*** Dataset extract ***

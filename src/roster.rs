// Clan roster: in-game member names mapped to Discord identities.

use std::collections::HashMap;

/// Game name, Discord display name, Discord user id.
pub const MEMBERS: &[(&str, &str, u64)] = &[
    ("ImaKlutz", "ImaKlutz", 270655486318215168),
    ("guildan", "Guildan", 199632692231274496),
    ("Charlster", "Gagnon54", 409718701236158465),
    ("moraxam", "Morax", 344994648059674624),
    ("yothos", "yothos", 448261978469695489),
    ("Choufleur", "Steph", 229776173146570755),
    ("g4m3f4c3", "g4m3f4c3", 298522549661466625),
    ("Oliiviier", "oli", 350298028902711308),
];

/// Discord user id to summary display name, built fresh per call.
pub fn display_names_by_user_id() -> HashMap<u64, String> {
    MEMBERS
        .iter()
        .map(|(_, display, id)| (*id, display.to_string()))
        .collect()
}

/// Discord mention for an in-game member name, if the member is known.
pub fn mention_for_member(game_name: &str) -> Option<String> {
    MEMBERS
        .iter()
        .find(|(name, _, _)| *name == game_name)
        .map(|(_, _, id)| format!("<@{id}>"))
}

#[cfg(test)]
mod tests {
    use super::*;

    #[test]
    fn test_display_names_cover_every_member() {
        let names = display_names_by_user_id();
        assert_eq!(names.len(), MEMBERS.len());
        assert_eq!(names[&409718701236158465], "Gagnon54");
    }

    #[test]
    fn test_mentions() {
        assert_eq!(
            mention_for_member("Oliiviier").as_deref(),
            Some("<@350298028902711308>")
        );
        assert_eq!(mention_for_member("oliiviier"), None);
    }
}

*** End of Dataset extract ***

Required work: Please retype the whole of the material above exactly.

Response area:
filename src/roster.rs
// Clan roster: in-game member names mapped to Discord identities.

use std::collections::HashMap;

/// Game name, Discord display name, Discord user id.
pub const MEMBERS: &[(&str, &str, u64)] = &[
    ("ImaKlutz", "ImaKlutz", 270655486318215168),
    ("guildan", "Guildan", 199632692231274496),
    ("Charlster", "Gagnon54", 409718701236158465),
    ("moraxam", "Morax", 344994648059674624),
    ("yothos", "yothos", 448261978469695489),
    ("Choufleur", "Steph", 229776173146570755),
    ("g4m3f4c3", "g4m3f4c3", 298522549661466625),
    ("Oliiviier", "oli", 350298028902711308),
];

/// Discord user id to summary display name, built fresh per call.
pub fn display_names_by_user_id() -> HashMap<u64, String> {
    MEMBERS
        .iter()
        .map(|(_, display, id)| (*id, display.to_string()))
        .collect()
}

/// Discord mention for an in-game member name, if the member is known.
pub fn mention_for_member(game_name: &str) -> Option<String> {
    MEMBERS
        .iter()
        .find(|(name, _, _)| *name == game_name)
        .map(|(_, _, id)| format!("<@{id}>"))
}

#[cfg(test)]
mod tests {
    use super::*;

    #[test]
    fn test_display_names_cover_every_member() {
        let names = display_names_by_user_id();
        assert_eq!(names.len(), MEMBERS.len());
        assert_eq!(names[&409718701236158465], "Gagnon54");
    }

    #[test]
    fn test_mentions() {
        assert_eq!(
            mention_for_member("Oliiviier").as_deref(),
            Some("<@350298028902711308>")
        );
        assert_eq!(mention_for_member("oliiviier"), None);
    }
}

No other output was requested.